__HOW TO COMPLETE THIS TASK__
Print every line below. Match each one exactly.

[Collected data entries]

--- --- ---

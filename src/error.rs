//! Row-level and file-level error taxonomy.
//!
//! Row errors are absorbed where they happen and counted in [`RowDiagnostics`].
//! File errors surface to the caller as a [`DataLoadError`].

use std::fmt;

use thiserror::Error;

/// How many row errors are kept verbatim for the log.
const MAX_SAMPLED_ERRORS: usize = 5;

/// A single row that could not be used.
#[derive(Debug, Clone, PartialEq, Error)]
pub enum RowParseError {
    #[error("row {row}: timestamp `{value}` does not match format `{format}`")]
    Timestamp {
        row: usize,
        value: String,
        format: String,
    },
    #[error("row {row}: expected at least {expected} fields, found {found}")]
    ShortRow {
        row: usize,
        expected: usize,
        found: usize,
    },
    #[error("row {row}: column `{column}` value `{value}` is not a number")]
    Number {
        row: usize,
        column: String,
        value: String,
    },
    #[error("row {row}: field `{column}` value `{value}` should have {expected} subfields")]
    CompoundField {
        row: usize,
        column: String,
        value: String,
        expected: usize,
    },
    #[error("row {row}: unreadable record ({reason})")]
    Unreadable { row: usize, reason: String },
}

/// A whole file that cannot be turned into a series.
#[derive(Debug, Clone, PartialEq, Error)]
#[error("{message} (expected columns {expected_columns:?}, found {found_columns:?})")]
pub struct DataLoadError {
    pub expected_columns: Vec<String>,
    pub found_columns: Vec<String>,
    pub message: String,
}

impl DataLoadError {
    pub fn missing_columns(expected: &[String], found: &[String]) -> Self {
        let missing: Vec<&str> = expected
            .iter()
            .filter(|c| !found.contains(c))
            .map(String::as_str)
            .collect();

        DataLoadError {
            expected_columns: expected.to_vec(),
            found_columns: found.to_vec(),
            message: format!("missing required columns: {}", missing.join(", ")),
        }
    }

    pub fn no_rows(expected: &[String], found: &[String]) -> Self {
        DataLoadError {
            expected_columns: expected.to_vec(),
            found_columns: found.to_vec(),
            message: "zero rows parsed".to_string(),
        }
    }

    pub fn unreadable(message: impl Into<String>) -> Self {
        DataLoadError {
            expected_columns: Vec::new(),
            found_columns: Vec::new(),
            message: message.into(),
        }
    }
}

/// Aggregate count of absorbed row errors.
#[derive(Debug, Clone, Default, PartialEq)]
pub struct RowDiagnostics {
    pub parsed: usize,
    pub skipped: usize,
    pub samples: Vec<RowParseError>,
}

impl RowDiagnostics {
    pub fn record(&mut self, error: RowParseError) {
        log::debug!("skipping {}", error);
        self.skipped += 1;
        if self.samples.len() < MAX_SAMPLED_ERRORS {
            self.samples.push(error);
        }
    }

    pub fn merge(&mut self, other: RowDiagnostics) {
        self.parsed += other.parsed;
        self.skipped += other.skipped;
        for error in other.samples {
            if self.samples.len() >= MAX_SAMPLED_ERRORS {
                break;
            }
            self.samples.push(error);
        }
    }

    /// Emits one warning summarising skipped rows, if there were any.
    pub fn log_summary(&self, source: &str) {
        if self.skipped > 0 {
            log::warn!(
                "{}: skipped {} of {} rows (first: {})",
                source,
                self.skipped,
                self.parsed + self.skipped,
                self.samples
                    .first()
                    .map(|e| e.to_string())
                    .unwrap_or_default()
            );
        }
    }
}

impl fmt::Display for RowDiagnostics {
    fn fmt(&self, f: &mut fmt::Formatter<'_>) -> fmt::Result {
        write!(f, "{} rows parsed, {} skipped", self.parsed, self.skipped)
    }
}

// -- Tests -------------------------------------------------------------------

--- --- ---

__YOUR RESPONSE__
filename src/error.rs
//! Row-level and file-level error taxonomy.
//!
//! Row errors are absorbed where they happen and counted in [`RowDiagnostics`].
//! File errors surface to the caller as a [`DataLoadError`].

use std::fmt;

use thiserror::Error;

/// How many row errors are kept verbatim for the log.
const MAX_SAMPLED_ERRORS: usize = 5;

/// A single row that could not be used.
#[derive(Debug, Clone, PartialEq, Error)]
pub enum RowParseError {
    #[error("row {row}: timestamp `{value}` does not match format `{format}`")]
    Timestamp {
        row: usize,
        value: String,
        format: String,
    },
    #[error("row {row}: expected at least {expected} fields, found {found}")]
    ShortRow {
        row: usize,
        expected: usize,
        found: usize,
    },
    #[error("row {row}: column `{column}` value `{value}` is not a number")]
    Number {
        row: usize,
        column: String,
        value: String,
    },
    #[error("row {row}: field `{column}` value `{value}` should have {expected} subfields")]
    CompoundField {
        row: usize,
        column: String,
        value: String,
        expected: usize,
    },
    #[error("row {row}: unreadable record ({reason})")]
    Unreadable { row: usize, reason: String },
}

/// A whole file that cannot be turned into a series.
#[derive(Debug, Clone, PartialEq, Error)]
#[error("{message} (expected columns {expected_columns:?}, found {found_columns:?})")]
pub struct DataLoadError {
    pub expected_columns: Vec<String>,
    pub found_columns: Vec<String>,
    pub message: String,
}

impl DataLoadError {
    pub fn missing_columns(expected: &[String], found: &[String]) -> Self {
        let missing: Vec<&str> = expected
            .iter()
            .filter(|c| !found.contains(c))
            .map(String::as_str)
            .collect();

        DataLoadError {
            expected_columns: expected.to_vec(),
            found_columns: found.to_vec(),
            message: format!("missing required columns: {}", missing.join(", ")),
        }
    }

    pub fn no_rows(expected: &[String], found: &[String]) -> Self {
        DataLoadError {
            expected_columns: expected.to_vec(),
            found_columns: found.to_vec(),
            message: "zero rows parsed".to_string(),
        }
    }

    pub fn unreadable(message: impl Into<String>) -> Self {
        DataLoadError {
            expected_columns: Vec::new(),
            found_columns: Vec::new(),
            message: message.into(),
        }
    }
}

/// Aggregate count of absorbed row errors.
#[derive(Debug, Clone, Default, PartialEq)]
pub struct RowDiagnostics {
    pub parsed: usize,
    pub skipped: usize,
    pub samples: Vec<RowParseError>,
}

impl RowDiagnostics {
    pub fn record(&mut self, error: RowParseError) {
        log::debug!("skipping {}", error);
        self.skipped += 1;
        if self.samples.len() < MAX_SAMPLED_ERRORS {
            self.samples.push(error);
        }
    }

    pub fn merge(&mut self, other: RowDiagnostics) {
        self.parsed += other.parsed;
        self.skipped += other.skipped;
        for error in other.samples {
            if self.samples.len() >= MAX_SAMPLED_ERRORS {
                break;
            }
            self.samples.push(error);
        }
    }

    /// Emits one warning summarising skipped rows, if there were any.
    pub fn log_summary(&self, source: &str) {
        if self.skipped > 0 {
            log::warn!(
                "{}: skipped {} of {} rows (first: {})",
                source,
                self.skipped,
                self.parsed + self.skipped,
                self.samples
                    .first()
                    .map(|e| e.to_string())
                    .unwrap_or_default()
            );
        }
    }
}

impl fmt::Display for RowDiagnostics {
    fn fmt(&self, f: &mut fmt::Formatter<'_>) -> fmt::Result {
        write!(f, "{} rows parsed, {} skipped", self.parsed, self.skipped)
    }
}

// -- Tests -------------------------------------------------------------------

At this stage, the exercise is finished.